Field work always comes with a unique set of challenges, but no amount of old wives’ remedies could have fixed the neverending hiccups we had on this trip. We got stuck in the Chilean part of Tierra del Fuego for six hours because the wind was so ferocious that the car ferries crossing the channel to the mainland couldn’t run (although that same wind did help us cross the border with all of the plant samples that we had to illegally smuggle through Chile, since the border agents didn’t want to be outside either). One stand had so many rotten trunks that we burned out all our drill batteries and had to core the trees by hand. The glacial pace of bureaucracy had us burning precious daylight hours tracking down reticent government employees for signatures and permissions instead of actually collecting samples. And our plan for sampling locations, which was almost non-existant to begin with, went to hell from Day One.

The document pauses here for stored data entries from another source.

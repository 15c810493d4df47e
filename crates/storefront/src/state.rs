//! Application state shared across handlers.

use std::sync::Arc;

use sqlx::PgPool;
use url::Url;

use crate::config::StorefrontConfig;
use crate::services::catalog::CatalogService;
use crate::services::orders::OrderService;
use crate::services::otp::{OtpService, PgChallengeStore};
use crate::services::sms::{Msg91Client, SmsDispatcher, SmsError};

/// Error building application state.
#[derive(Debug, thiserror::Error)]
pub enum StateError {
    #[error("invalid base_url: {0}")]
    InvalidBaseUrl(#[from] url::ParseError),
    #[error("sms client error: {0}")]
    Sms(#[from] SmsError),
}

/// The OTP service as wired in production.
pub type AppOtpService = OtpService<PgChallengeStore, SmsDispatcher>;

/// Application state shared across all handlers.
///
/// This struct is cheaply cloneable via `Arc` and provides access to
/// shared resources like database connections and the services.
#[derive(Clone)]
pub struct AppState {
    inner: Arc<AppStateInner>,
}

struct AppStateInner {
    config: StorefrontConfig,
    pool: PgPool,
    catalog: CatalogService,
    orders: OrderService,
    otp: AppOtpService,
}

impl AppState {
    /// Create a new application state.
    ///
    /// # Errors
    ///
    /// Returns an error if the base URL is invalid or the SMS client
    /// cannot be constructed.
    pub fn new(config: StorefrontConfig, pool: PgPool) -> Result<Self, StateError> {
        // The public URL must at least parse; cookie security keys off it
        let _ = Url::parse(&config.base_url)?;

        let dispatcher = match &config.sms {
            Some(sms_config) => SmsDispatcher::Msg91(Msg91Client::new(sms_config)?),
            None => SmsDispatcher::Disabled,
        };

        let catalog = CatalogService::new(pool.clone());
        let orders = OrderService::new(pool.clone(), config.pricing.rules());
        let otp = OtpService::new(
            PgChallengeStore::new(pool.clone()),
            dispatcher,
            config.otp.clone(),
        );

        Ok(Self {
            inner: Arc::new(AppStateInner {
                config,
                pool,
                catalog,
                orders,
                otp,
            }),
        })
    }

    /// Get a reference to the storefront configuration.
    #[must_use]
    pub fn config(&self) -> &StorefrontConfig {
        &self.inner.config
    }

    /// Get a reference to the database connection pool.
    #[must_use]
    pub fn pool(&self) -> &PgPool {
        &self.inner.pool
    }

    /// Get a reference to the catalog service.
    #[must_use]
    pub fn catalog(&self) -> &CatalogService {
        &self.inner.catalog
    }

    /// Get a reference to the order service.
    #[must_use]
    pub fn orders(&self) -> &OrderService {
        &self.inner.orders
    }

    /// Get a reference to the OTP login service.
    #[must_use]
    pub fn otp(&self) -> &AppOtpService {
        &self.inner.otp
    }
}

Backing up to the beginning, Caro and I first flew from Bariloche to Ushuaia, a Tierra del Fuegan city (in)famous for its location at the southernmost tip of the world. We had hired a crew of local field hands, and in the first few days it took us a hot second to form a working bond with them while also trying to adhere to the project protocol, learn each other’s work patterns, and navigate around a strong language barrier that often left me in the pitch dark. It was also early in the field season, so our bodies and minds were still well-rested and soft – for the time being.

Once our two Ushuaian sites were complete, we ditched two of our field hands and headed north with the third, an Argentine named Cristian. Naturally, he was the one with the least English, but by the end of the trip that wouldn’t matter in the least. After dealing with the delayed car ferry, four border control offices, an unplanned night spent in Rio Gallegos, and twelve hours on a highway almost entirely barren of anything but guanacos, fences, and the rare passing car, we finally rambled into the town of El Calafate.

El Calafate, it should be noted, is named after a plant. It’s a beautiful native evergreen shrub that grows delicious blueberry-like fruits. It’s also a beautiful native evergreen shrub that’s covered in inch-long spines that will destory everything you love, and it’s also usually swarming in venomous caterpillars that, when touched, leave you with a burning and nauseating pain followed by strange polka-dot bruises. I tell you about this wonderful native plant because the route to our first field site was absolutely carpeted in caterpillar-infested calafate. After bleeding all over my field sheets from lacerations and temporarily losing the ability to write after being stung by a caterpillar, I opted to change the plant’s common name to “calaf*cker.”

Happily, though, our sampling site in El Calafate happened to be right next to the Perito Moreno glacier, one of the largest in the world. Moving from tree to tree, we would catch glimpses of turquoise water and the mind-boggling river of blinding white ice snaking off into the Andes. There were distant thunder-like cracks and booms of the glacier shifting in the distance, more a corporeal sensation than a sound, like I could feel the glacier breaking the Earth. The silence of the wilderness was periodically punctured by the shrill chatter of cachaña, brilliant green endemic parakeets, as they flew overhead. Spanglish jokes were traded fast and furious to take our minds off the mounting mental and physical fatigue.

We made the cardinal error of believing the second day in El Calafate would be easier than the first (a mistake we would somehow make twice more during the same trip!). A ridiculous elevational calculation error on the first day meant we had to make a grueling two-kilometer hike straight uphill from the lake in search of a more “stressed” population of trees. And boy did we find it – on a hilltop crawling with lycopodium, tiny pockets of subalpine wetland, and yes, more calafate, we sampled about half the population in the chilly sunshine before deciding to leave at a decent hour so we could run some errands in town (a decision we would pay for later).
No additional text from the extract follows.